Только теперь он посмотрел на опешившего Семеныча.
— Такие, как ты, знать не знают, что такое доброта. Охота тебе под одеялом харчи жевать! Все равно ни я, ни Алексашка, ни Васюта… куска у тебя не возьмем! Даже если попросишь.
— Дураков много, а я один, — усмехнулся Семеныч. — Не для других, для себя живет человек. Для себя, се-бя-а, понятно…
Упрямая, злая искорка жизни никак не хотела гаснуть во впалой, костистой груди Васи Шкутьки. С того дня, когда дед Тимофей подарил ему палку с вырезанным на медяной коре осетром, прошло немало дней. Закустились, закудрявились светло-зеленым темные лапы сосны, на крутых боках горушки повылезли и распушились чебрец и сон-трава, а ивовый куст под окном обвесился пушистыми сережками, над которыми ладно гудели пчелы и шмели.
Александр поправился, выписался из больницы, но часто заглядывал в окно к Саше, когда она дежурила на посту, и Вася порою слышал его знакомый нагловатый голос и звонкий смех медсестрички.
Язвенник Семеныч попал в операционную, после чего его перевели в другую палату; дед Тимофей крепился, но все чаще и чаще заговаривал об операции. Он еще больше похудел, и пижамы на нем теперь болтались еще заметнее, он все резал и резал из березовых и еловых кругляков веселых забавных зверят и раздаривал их всем желающим.

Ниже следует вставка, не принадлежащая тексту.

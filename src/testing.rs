//! Shared fixtures for unit tests

use std::io;
use std::sync::atomic::{AtomicUsize, Ordering};
use std::sync::{Arc, Mutex, RwLock};

use crate::coordinator::{FakeClock, LocalSlotCoordinator, MaintenanceRegistry, ResumeBarrier};
use crate::env::{ScContext, ScEnv, ScSettings};
use crate::error::ScError;
use crate::genid::{GenidGenerator, GenidLayout};
use crate::memory::{LocalMigration, MemoryCatalog, MemoryMetaStore, MemoryStorage, StaticCluster};
use crate::orchestrator::SchemaChangeManager;
use crate::request::SchemaChangeRequest;
use crate::schema::{TableFormat, TextSchemaCompiler};
use crate::seed::Seed;
use crate::shadow::LinkRegistry;
use crate::traits::{Catalog, MigrationBody, TableInfo, WorkerSpawner};

/// Migration body that records what it was asked to do
#[derive(Default)]
pub struct ScriptedBody {
    fail_run: Mutex<Option<String>>,
    fail_finalize: Mutex<Option<String>>,
    runs: AtomicUsize,
    aborted: AtomicUsize,
    finalizes: AtomicUsize,
    last_request: Mutex<Option<SchemaChangeRequest>>,
    checkpoint_seen: Mutex<Option<Vec<u8>>>,
}

impl ScriptedBody {
    pub fn fail_run(&self, message: &str) {
        *self.fail_run.lock().unwrap() = Some(message.to_string());
    }

    pub fn fail_finalize(&self, message: &str) {
        *self.fail_finalize.lock().unwrap() = Some(message.to_string());
    }

    pub fn runs(&self) -> usize {
        self.runs.load(Ordering::SeqCst)
    }

    pub fn aborted_runs(&self) -> usize {
        self.aborted.load(Ordering::SeqCst)
    }

    pub fn finalizes(&self) -> usize {
        self.finalizes.load(Ordering::SeqCst)
    }

    pub fn last_request(&self) -> Option<SchemaChangeRequest> {
        self.last_request.lock().unwrap().clone()
    }

    pub fn last_seed(&self) -> Option<Seed> {
        self.last_request().and_then(|r| r.seed)
    }

    pub fn last_origin_node(&self) -> Option<String> {
        self.last_request().and_then(|r| r.origin_node)
    }

    /// Checkpoint stored for the table while the last run was in progress
    pub fn checkpoint_seen(&self) -> Option<Vec<u8>> {
        self.checkpoint_seen.lock().unwrap().clone()
    }
}

impl MigrationBody for ScriptedBody {
    fn run(&self, ctx: &ScContext<'_>) -> Result<(), ScError> {
        self.runs.fetch_add(1, Ordering::SeqCst);
        *self.last_request.lock().unwrap() = Some(ctx.request.clone());
        *self.checkpoint_seen.lock().unwrap() =
            ctx.env.meta.in_schema_change(&ctx.request.table)?;

        if ctx.is_cancelled() {
            self.aborted.fetch_add(1, Ordering::SeqCst);
            return Err(ScError::Aborted);
        }
        match self.fail_run.lock().unwrap().clone() {
            Some(message) => Err(ScError::Error(message)),
            None => Ok(()),
        }
    }

    fn finalize(&self, _ctx: &ScContext<'_>) -> Result<(), ScError> {
        self.finalizes.fetch_add(1, Ordering::SeqCst);
        match self.fail_finalize.lock().unwrap().clone() {
            Some(message) => Err(ScError::Error(message)),
            None => Ok(()),
        }
    }
}

type Job = Box<dyn FnOnce() + Send + 'static>;

/// Queues jobs until the test runs them
#[derive(Default)]
pub struct ManualSpawner {
    jobs: Mutex<Vec<Job>>,
    names: Mutex<Vec<String>>,
}

impl ManualSpawner {
    pub fn new() -> Self {
        Self::default()
    }

    pub fn names(&self) -> Vec<String> {
        self.names.lock().unwrap().clone()
    }

    pub fn run_all(&self) {
        let jobs: Vec<Job> = std::mem::take(&mut *self.jobs.lock().unwrap());
        for job in jobs {
            job();
        }
    }
}

impl WorkerSpawner for ManualSpawner {
    fn spawn(&self, name: String, job: Job) -> io::Result<()> {
        self.names.lock().unwrap().push(name);
        self.jobs.lock().unwrap().push(job);
        Ok(())
    }
}

/// Refuses to start anything
pub struct FailingSpawner;

impl WorkerSpawner for FailingSpawner {
    fn spawn(&self, _name: String, _job: Job) -> io::Result<()> {
        Err(io::Error::other("no threads left"))
    }
}

/// One master node wired with in-memory collaborators
pub struct TestNode {
    pub cluster: Arc<StaticCluster>,
    pub meta: Arc<MemoryMetaStore>,
    pub catalog: Arc<MemoryCatalog>,
    pub compiler: Arc<TextSchemaCompiler>,
    pub storage: Arc<MemoryStorage>,
    pub body: Arc<ScriptedBody>,
    pub clock: Arc<FakeClock>,
    pub env: Arc<ScEnv>,
    pub marker_dir: tempfile::TempDir,
}

impl TestNode {
    pub fn new() -> Self {
        Self::build(None)
    }

    /// Node whose migrations actually update the catalog
    pub fn local() -> Self {
        Self::build(Some(Arc::new(LocalMigration)))
    }

    fn build(body: Option<Arc<dyn MigrationBody>>) -> Self {
        let cluster = Arc::new(StaticCluster::single("node-a"));
        let meta = Arc::new(MemoryMetaStore::new());
        let catalog = Arc::new(MemoryCatalog::new());
        let compiler = Arc::new(TextSchemaCompiler::new());
        let storage = Arc::new(MemoryStorage::new());
        let scripted = Arc::new(ScriptedBody::default());
        let clock = Arc::new(FakeClock::default());
        let marker_dir = tempfile::tempdir().unwrap();
        let layout = GenidLayout::new(4);

        let settings = ScSettings {
            envname: "testenv".into(),
            data_stripes: 4,
            marker_dir: marker_dir.path().to_path_buf(),
            ..Default::default()
        };
        let body = body.unwrap_or_else(|| scripted.clone() as Arc<dyn MigrationBody>);

        let env = Arc::new(ScEnv {
            settings,
            cluster: cluster.clone(),
            ids: Arc::new(GenidGenerator::new(layout)),
            locator: Arc::new(layout),
            meta: meta.clone(),
            catalog: catalog.clone(),
            compiler: compiler.clone(),
            storage: storage.clone(),
            body,
            slot: Arc::new(LocalSlotCoordinator::new()),
            clock: clock.clone(),
            maintenance: Arc::new(MaintenanceRegistry::new()),
            resume_barrier: ResumeBarrier::new(),
            links: LinkRegistry::new(),
            schema_lock: RwLock::new(()),
        });

        TestNode {
            cluster,
            meta,
            catalog,
            compiler,
            storage,
            body: scripted,
            clock,
            env,
            marker_dir,
        }
    }

    /// Manager that runs async requests on a `ManualSpawner` nobody drives
    pub fn manager(&self) -> SchemaChangeManager {
        self.manager_with(Arc::new(ManualSpawner::new()))
    }

    pub fn manager_with(&self, spawner: Arc<dyn WorkerSpawner>) -> SchemaChangeManager {
        SchemaChangeManager::new(Arc::clone(&self.env), spawner)
    }

    pub fn add_table(&self, name: &str, schema_text: &str, format: TableFormat) {
        self.catalog
            .put_table(TableInfo {
                name: name.to_string(),
                dbnum: 1,
                schema_text: schema_text.to_string(),
                schema_version: 1,
                format,
            })
            .unwrap();
    }
}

После завтрака в боковушке бывало тихо и пустынно, все, кто мог ходить или передвигаться на костылях, уходили на больничный двор, под сосны, где в песок были вкопаны свежевыкрашенные скамейки и красные фанерные грибы, а то и забирались подальше, к краю обрыва, огороженного чугунной оградой, и загорали на ярком весеннем солнце. В больничный приторный дух врывался теперь живой, капризный запах пушистой сон-травы и смолки вперемешку с пресным, влажным ароматом молодых речных водорослей. И Саша словно расцвела: приходила счастливая, но уколы делала болезненно — рассеянно искала вену и не находила ее сразу, потому что исколотые Васины вены убегали куда-то в глубь тела.

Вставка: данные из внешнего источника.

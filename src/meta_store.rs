use log::{error, info};
use r2d2::{Pool, PooledConnection};
use r2d2_sqlite::SqliteConnectionManager;
use rusqlite::{params, OptionalExtension};
use std::path::Path;

use crate::error::ScError;
use crate::schema::{CompiledSchema, TableFormat};
use crate::seed::Seed;
use crate::traits::{Catalog, MetaStore, TableInfo};

const SCHEMA_VERSION: &str = "1";
const PLAN_SEED_KEY: &str = "disable_plan_seed";

const CREATE_SCHEMA_SQL: &str = r#"
BEGIN TRANSACTION;

CREATE TABLE IF NOT EXISTS meta (
    key TEXT PRIMARY KEY,
    value TEXT NOT NULL
);

INSERT OR IGNORE INTO meta (key, value) VALUES ('schema_version', '1');

-- Packed request of each table's in-flight schema change
CREATE TABLE IF NOT EXISTS in_schema_change (
    table_name TEXT PRIMARY KEY,
    snapshot BLOB NOT NULL
);

CREATE TABLE IF NOT EXISTS tables (
    name TEXT PRIMARY KEY,
    dbnum INTEGER NOT NULL,
    schema_text TEXT NOT NULL,
    schema_version INTEGER NOT NULL,
    format TEXT NOT NULL
);

COMMIT;
"#;

type Conn = PooledConnection<SqliteConnectionManager>;

/// Metadata and catalog kept in a SQLite file
pub struct SqliteMetaStore {
    pool: Pool<SqliteConnectionManager>,
}

impl SqliteMetaStore {
    pub fn open(path: &Path) -> Result<Self, ScError> {
        let manager = SqliteConnectionManager::file(path);
        let pool = Pool::builder().max_size(4).build(manager)?;
        let store = SqliteMetaStore { pool };
        store.ensure_schema()?;
        info!("Metadata store opened at: {}", path.display());
        Ok(store)
    }

    /// Every in-memory connection is its own database, so the pool holds one
    pub fn open_in_memory() -> Result<Self, ScError> {
        let manager = SqliteConnectionManager::memory();
        let pool = Pool::builder().max_size(1).build(manager)?;
        let store = SqliteMetaStore { pool };
        store.ensure_schema()?;
        Ok(store)
    }

    fn conn(&self) -> Result<Conn, ScError> {
        Ok(self.pool.get()?)
    }

    fn ensure_schema(&self) -> Result<(), ScError> {
        let conn = self.conn()?;
        conn.execute_batch(CREATE_SCHEMA_SQL)?;

        let stored_version: Option<String> = conn
            .query_row(
                "SELECT value FROM meta WHERE key = 'schema_version'",
                [],
                |row| row.get(0),
            )
            .optional()?;

        match stored_version.as_deref() {
            Some(SCHEMA_VERSION) => Ok(()),
            Some(other) => Err(ScError::Error(format!(
                "Metadata schema version mismatch: found {}, expected {}",
                other, SCHEMA_VERSION
            ))),
            None => Err(ScError::Error("Metadata schema version missing".to_string())),
        }
    }

    fn load_table(&self, name: &str) -> Result<Option<TableInfo>, ScError> {
        let conn = self.conn()?;
        let row: Option<(i32, String, u32, String)> = conn
            .query_row(
                "SELECT dbnum, schema_text, schema_version, format FROM tables WHERE name = ?",
                [name],
                |row| Ok((row.get(0)?, row.get(1)?, row.get(2)?, row.get(3)?)),
            )
            .optional()?;

        row.map(|(dbnum, schema_text, schema_version, format)| {
            let format: TableFormat = serde_json::from_str(&format)
                .map_err(|e| ScError::Error(format!("bad format for table '{}': {}", name, e)))?;
            Ok(TableInfo {
                name: name.to_string(),
                dbnum,
                schema_text,
                schema_version,
                format,
            })
        })
        .transpose()
    }
}

impl MetaStore for SqliteMetaStore {
    fn in_schema_change(&self, table: &str) -> Result<Option<Vec<u8>>, ScError> {
        let conn = self.conn()?;
        let snapshot = conn
            .query_row(
                "SELECT snapshot FROM in_schema_change WHERE table_name = ?",
                [table],
                |row| row.get(0),
            )
            .optional()?;
        Ok(snapshot)
    }

    fn set_in_schema_change(&self, table: &str, snapshot: Option<&[u8]>) -> Result<(), ScError> {
        let conn = self.conn()?;
        match snapshot {
            Some(bytes) => conn.execute(
                "INSERT OR REPLACE INTO in_schema_change (table_name, snapshot) VALUES (?, ?)",
                params![table, bytes],
            )?,
            None => conn.execute(
                "DELETE FROM in_schema_change WHERE table_name = ?",
                [table],
            )?,
        };
        Ok(())
    }

    fn pending_tables(&self) -> Result<Vec<String>, ScError> {
        let conn = self.conn()?;
        let mut stmt =
            conn.prepare("SELECT table_name FROM in_schema_change ORDER BY table_name")?;
        let tables = stmt
            .query_map([], |row| row.get(0))?
            .collect::<Result<Vec<String>, _>>()?;
        Ok(tables)
    }

    fn set_disable_plan_seed(&self, seed: Seed) -> Result<(), ScError> {
        let conn = self.conn()?;
        conn.execute(
            "INSERT OR REPLACE INTO meta (key, value) VALUES (?, ?)",
            params![PLAN_SEED_KEY, seed.to_string()],
        )?;
        Ok(())
    }

    fn disable_plan_seed(&self) -> Result<Option<Seed>, ScError> {
        let conn = self.conn()?;
        let value: Option<String> = conn
            .query_row(
                "SELECT value FROM meta WHERE key = ?",
                [PLAN_SEED_KEY],
                |row| row.get(0),
            )
            .optional()?;

        value
            .map(|hex| {
                u64::from_str_radix(&hex, 16)
                    .map(Seed::from_raw)
                    .map_err(|e| ScError::Error(format!("bad plan seed '{}': {}", hex, e)))
            })
            .transpose()
    }
}

impl Catalog for SqliteMetaStore {
    fn table(&self, name: &str) -> Option<TableInfo> {
        match self.load_table(name) {
            Ok(info) => info,
            Err(e) => {
                error!("Reading catalog entry for '{}': {}", name, e);
                None
            }
        }
    }

    fn put_table(&self, info: TableInfo) -> Result<(), ScError> {
        let format = serde_json::to_string(&info.format)
            .map_err(|e| ScError::Error(format!("encoding format: {}", e)))?;
        let conn = self.conn()?;
        conn.execute(
            "INSERT OR REPLACE INTO tables (name, dbnum, schema_text, schema_version, format)
                VALUES (?, ?, ?, ?, ?)",
            params![info.name, info.dbnum, info.schema_text, info.schema_version, format],
        )?;
        Ok(())
    }

    fn remove_table(&self, name: &str) -> Result<(), ScError> {
        let conn = self.conn()?;
        let removed = conn.execute("DELETE FROM tables WHERE name = ?", [name])?;
        if removed == 0 {
            return Err(ScError::TableNotFound(name.to_string()));
        }
        Ok(())
    }

    fn verify_constraints(&self, candidate: &CompiledSchema) -> Result<(), String> {
        candidate.check_references(|name| self.table(name).map(|t| t.schema_text))
    }
}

Палка теперь неотрывно была с ним, лежала под одеялом, и костистый длинный осетр с мелкими твердыми щитками на боку и над головой почернел, залоснился, стал более живым и близким. Много за это время узнал Васютка о жизни рыб, прочитал в старой энциклопедии, чудом оказавшейся в больничной библиотеке, что осетр некогда украшал гербы, монеты, считался священной рыбой, теперь же ему должно бояться людей, ведь природа приказывает ему на три месяца в году уходить из своего бескрайнего моря в узкие, мелкие речушки, где его легко можно поймать. Была в этом та же несправедливость, которую остро ощутил Вася по отношению к себе в ту теплую, белую, туманную ночь, и теперь ему хотелось одного: увидеть осетра, хоть один раз в жизни, краешком глаза увидеть эту большую, добрую, могучую рыбу, которая одолевала даже быстрое неманское течение, когда приплывала к ним откуда-то издалека, из неведомых им морей, которую надо было охранять и которая была самой древней на земле. Может, долг, о котором гово рил дед Тимофей, его, Васюткин, долг перед жизнью в том, чтобы спасти эту рыбу?!